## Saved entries
______________________________
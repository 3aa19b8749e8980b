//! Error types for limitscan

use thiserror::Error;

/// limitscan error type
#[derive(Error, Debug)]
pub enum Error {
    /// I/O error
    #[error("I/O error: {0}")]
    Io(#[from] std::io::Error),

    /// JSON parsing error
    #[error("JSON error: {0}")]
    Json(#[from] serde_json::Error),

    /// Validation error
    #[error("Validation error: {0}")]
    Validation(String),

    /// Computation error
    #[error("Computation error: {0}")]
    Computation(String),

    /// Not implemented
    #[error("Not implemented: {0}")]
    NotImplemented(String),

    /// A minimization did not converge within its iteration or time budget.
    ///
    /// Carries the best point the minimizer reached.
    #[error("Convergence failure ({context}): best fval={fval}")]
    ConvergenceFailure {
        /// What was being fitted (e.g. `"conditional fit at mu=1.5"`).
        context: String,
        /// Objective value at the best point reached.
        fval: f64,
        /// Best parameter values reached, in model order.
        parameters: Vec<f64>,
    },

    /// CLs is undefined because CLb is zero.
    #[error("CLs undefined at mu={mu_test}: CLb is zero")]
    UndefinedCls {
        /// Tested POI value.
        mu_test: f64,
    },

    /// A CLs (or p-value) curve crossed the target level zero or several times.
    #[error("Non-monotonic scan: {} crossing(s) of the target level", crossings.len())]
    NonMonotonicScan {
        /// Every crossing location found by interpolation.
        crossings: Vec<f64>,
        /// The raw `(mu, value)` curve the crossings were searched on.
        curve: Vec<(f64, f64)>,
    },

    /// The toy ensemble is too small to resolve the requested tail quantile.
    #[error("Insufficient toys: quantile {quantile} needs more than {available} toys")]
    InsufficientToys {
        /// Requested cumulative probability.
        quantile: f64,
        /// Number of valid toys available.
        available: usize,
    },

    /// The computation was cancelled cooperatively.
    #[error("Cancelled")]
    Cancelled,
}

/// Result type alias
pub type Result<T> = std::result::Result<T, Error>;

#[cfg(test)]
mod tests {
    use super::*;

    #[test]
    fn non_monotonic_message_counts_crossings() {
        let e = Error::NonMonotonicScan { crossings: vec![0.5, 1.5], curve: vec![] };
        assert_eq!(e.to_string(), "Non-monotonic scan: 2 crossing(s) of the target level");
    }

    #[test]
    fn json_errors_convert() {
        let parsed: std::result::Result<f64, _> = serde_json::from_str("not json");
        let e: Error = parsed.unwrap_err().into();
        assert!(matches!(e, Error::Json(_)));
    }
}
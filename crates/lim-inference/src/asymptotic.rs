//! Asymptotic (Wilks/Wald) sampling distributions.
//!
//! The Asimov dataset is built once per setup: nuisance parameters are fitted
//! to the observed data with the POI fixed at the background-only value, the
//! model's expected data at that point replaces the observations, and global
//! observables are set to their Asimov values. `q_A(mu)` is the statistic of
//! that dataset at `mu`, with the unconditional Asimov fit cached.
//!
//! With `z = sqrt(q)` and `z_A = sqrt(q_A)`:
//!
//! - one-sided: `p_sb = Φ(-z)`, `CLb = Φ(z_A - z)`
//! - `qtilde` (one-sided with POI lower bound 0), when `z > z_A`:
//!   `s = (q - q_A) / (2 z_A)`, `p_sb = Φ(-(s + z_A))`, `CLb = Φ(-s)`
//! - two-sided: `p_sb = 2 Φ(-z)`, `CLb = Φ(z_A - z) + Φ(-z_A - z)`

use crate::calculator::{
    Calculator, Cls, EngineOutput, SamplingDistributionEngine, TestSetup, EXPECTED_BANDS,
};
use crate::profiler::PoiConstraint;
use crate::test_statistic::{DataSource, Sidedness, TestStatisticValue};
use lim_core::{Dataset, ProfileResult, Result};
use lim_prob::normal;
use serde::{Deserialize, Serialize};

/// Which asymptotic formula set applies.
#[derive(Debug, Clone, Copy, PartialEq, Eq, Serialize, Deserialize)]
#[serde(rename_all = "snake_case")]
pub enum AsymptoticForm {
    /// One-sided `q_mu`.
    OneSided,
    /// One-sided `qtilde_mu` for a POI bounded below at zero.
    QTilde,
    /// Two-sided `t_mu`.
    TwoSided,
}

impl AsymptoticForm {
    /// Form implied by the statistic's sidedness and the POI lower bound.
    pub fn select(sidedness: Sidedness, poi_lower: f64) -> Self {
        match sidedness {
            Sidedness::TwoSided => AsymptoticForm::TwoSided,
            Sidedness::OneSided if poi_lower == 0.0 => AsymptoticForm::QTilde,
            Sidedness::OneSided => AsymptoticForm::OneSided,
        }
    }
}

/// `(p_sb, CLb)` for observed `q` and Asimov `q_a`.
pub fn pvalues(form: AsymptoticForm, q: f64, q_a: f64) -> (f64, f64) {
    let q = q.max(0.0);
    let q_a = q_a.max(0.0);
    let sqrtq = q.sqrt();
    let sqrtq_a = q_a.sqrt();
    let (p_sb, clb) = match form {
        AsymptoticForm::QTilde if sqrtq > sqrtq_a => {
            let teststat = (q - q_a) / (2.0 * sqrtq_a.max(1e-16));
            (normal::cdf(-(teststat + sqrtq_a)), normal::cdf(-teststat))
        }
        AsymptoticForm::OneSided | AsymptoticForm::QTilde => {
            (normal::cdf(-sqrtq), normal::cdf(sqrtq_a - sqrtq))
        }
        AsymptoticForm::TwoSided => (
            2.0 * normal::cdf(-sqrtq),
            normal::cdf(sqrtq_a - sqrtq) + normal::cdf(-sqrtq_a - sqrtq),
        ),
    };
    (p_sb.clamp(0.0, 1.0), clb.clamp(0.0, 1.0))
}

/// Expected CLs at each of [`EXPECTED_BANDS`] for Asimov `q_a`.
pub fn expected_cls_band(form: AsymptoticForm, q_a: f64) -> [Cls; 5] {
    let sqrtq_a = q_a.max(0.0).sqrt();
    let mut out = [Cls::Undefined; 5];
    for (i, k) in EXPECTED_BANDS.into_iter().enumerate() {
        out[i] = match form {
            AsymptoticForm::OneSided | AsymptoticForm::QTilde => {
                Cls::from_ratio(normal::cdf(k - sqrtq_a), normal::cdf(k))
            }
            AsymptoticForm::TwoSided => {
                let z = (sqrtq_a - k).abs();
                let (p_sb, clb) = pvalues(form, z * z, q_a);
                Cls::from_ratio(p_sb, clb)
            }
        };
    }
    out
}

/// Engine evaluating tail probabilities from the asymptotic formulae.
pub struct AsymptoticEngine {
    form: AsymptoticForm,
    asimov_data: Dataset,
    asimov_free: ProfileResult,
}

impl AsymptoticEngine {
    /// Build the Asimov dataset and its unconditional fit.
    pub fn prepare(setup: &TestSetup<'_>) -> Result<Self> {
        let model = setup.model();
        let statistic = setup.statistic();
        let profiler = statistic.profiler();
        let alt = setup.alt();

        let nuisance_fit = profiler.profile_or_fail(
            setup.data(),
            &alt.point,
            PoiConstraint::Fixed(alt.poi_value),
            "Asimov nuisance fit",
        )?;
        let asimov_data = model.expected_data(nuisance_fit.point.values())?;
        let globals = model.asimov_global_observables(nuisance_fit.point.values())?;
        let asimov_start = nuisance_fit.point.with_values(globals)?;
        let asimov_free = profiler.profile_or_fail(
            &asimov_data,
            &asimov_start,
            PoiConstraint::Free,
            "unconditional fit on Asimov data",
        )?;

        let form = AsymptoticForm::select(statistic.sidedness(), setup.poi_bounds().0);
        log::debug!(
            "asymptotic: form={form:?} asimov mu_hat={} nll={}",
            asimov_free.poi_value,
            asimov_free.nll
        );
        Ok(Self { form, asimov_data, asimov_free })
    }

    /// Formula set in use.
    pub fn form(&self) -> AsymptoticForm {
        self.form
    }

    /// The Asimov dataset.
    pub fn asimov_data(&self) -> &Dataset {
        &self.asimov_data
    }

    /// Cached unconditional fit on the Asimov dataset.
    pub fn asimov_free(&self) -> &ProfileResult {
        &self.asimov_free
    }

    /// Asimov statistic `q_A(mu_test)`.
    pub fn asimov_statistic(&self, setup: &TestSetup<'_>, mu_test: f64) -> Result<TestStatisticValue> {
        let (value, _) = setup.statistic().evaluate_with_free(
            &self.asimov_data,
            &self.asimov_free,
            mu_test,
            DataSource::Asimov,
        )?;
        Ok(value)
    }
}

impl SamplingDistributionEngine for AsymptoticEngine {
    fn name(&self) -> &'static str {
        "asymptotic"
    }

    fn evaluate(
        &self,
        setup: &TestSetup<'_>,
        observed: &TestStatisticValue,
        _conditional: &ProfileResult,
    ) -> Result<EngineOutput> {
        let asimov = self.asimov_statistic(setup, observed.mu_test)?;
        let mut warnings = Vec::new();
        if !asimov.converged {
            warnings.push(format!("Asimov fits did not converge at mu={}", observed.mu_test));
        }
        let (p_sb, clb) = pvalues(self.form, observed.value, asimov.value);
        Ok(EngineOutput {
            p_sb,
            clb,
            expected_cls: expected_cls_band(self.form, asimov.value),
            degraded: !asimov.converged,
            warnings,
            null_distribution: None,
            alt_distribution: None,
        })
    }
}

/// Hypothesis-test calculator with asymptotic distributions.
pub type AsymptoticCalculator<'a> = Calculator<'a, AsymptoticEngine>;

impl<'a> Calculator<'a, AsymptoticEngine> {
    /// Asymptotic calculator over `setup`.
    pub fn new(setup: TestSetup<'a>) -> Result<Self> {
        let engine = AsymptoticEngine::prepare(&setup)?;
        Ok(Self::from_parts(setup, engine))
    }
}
______________________________
## Exercise prompt
Work out how many lines in the data include "OneSided". Answer with the number only.

## Output
5